### About this task
For each line of the data below, copy it if it holds the word "Completing".

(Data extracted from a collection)
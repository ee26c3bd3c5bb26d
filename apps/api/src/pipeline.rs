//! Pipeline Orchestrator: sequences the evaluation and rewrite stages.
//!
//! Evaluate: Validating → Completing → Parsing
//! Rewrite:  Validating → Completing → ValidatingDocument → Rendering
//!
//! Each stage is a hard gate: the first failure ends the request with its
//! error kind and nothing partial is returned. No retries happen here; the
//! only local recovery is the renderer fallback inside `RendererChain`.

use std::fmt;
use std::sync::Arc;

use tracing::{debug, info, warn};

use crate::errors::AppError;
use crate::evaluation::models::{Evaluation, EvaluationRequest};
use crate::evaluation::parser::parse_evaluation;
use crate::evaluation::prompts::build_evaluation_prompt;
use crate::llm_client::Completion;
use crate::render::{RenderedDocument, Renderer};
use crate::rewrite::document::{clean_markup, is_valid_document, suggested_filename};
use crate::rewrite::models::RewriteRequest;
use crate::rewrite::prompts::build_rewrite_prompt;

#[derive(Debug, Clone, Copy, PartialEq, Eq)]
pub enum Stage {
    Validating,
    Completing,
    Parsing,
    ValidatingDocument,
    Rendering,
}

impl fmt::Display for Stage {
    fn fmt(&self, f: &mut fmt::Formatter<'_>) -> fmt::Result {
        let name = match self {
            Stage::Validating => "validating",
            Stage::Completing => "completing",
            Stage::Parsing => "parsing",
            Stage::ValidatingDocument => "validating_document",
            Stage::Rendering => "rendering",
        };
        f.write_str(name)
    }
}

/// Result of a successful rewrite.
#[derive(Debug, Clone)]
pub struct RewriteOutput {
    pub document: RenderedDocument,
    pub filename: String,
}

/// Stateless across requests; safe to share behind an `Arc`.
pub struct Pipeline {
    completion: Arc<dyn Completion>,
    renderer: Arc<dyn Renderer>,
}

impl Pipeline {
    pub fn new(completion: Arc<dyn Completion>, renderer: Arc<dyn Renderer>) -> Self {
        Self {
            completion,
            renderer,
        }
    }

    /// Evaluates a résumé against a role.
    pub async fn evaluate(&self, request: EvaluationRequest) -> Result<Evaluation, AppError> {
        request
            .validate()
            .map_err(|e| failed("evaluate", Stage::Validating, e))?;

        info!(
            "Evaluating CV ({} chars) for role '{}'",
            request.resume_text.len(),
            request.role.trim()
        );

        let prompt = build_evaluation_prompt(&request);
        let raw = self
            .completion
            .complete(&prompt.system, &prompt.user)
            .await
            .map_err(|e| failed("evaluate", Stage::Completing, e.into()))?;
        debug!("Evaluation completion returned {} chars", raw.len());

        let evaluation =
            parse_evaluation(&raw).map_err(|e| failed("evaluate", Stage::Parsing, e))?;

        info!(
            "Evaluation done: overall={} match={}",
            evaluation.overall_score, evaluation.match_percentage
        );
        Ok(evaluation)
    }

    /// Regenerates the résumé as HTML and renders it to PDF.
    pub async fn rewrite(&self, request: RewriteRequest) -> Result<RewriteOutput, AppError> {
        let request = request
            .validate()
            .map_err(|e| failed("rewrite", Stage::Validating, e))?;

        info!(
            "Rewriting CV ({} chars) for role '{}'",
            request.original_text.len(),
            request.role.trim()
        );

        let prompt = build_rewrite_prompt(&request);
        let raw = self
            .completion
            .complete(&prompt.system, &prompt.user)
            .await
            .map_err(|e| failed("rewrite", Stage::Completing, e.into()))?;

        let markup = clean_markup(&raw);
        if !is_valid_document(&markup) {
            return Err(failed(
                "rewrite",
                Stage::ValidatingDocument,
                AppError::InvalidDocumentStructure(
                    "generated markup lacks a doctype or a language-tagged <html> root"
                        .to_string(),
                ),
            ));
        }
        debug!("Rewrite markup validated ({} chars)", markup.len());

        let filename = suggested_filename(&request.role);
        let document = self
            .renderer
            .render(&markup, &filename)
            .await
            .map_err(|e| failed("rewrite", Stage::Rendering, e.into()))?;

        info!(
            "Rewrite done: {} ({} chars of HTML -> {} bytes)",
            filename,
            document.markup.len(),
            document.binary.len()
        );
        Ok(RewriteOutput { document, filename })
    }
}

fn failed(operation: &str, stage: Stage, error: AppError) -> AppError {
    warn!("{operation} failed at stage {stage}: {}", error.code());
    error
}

### Solution below
//! Evaluate: Validating → Completing → Parsing
//! Rewrite:  Validating → Completing → ValidatingDocument → Rendering
    Completing,
            Stage::Completing => "completing",
            .map_err(|e| failed("evaluate", Stage::Completing, e.into()))?;
            .map_err(|e| failed("rewrite", Stage::Completing, e.into()))?;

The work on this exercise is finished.